┌─ Records provided

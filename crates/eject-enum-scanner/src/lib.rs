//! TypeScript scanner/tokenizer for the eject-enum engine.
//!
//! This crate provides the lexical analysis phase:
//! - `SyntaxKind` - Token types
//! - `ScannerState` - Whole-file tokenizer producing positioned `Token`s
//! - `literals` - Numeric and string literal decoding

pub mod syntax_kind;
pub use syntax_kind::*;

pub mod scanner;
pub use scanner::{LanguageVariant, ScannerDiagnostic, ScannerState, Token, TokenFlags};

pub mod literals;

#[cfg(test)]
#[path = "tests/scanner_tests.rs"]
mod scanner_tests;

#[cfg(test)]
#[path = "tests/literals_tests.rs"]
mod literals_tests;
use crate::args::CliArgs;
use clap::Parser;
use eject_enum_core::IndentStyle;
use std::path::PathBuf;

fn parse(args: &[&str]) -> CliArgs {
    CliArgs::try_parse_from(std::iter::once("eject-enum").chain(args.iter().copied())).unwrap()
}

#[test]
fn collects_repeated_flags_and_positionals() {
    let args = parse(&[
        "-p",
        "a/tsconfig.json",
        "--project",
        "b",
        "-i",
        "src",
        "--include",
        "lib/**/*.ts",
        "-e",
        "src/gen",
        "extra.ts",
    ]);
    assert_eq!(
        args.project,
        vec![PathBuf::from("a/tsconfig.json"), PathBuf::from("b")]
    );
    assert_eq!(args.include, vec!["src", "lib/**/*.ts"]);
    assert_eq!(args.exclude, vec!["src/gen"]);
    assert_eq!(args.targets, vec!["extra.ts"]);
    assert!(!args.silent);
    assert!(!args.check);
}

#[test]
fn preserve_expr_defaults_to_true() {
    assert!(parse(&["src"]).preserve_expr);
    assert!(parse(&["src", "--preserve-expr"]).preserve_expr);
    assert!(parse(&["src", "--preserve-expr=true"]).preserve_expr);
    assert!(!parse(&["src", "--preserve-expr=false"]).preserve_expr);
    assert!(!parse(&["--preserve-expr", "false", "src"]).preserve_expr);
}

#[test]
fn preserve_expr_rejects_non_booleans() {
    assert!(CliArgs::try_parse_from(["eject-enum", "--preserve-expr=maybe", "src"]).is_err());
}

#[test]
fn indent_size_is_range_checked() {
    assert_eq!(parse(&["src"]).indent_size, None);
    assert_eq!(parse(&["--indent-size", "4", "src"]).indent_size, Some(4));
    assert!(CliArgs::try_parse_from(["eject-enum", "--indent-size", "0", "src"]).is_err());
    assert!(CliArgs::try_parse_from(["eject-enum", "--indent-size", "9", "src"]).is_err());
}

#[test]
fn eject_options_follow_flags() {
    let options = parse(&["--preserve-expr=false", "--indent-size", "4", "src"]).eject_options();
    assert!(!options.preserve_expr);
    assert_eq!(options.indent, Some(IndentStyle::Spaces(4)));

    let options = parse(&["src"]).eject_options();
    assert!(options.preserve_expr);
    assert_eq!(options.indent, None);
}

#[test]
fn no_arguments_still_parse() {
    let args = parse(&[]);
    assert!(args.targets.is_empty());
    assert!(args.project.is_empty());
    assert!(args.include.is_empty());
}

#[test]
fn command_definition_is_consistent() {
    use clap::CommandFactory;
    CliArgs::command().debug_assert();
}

└─

- **Task prompt**
Using the listing, say how many lines include the word "clap", and add nothing else.

- **Answer for the task**
2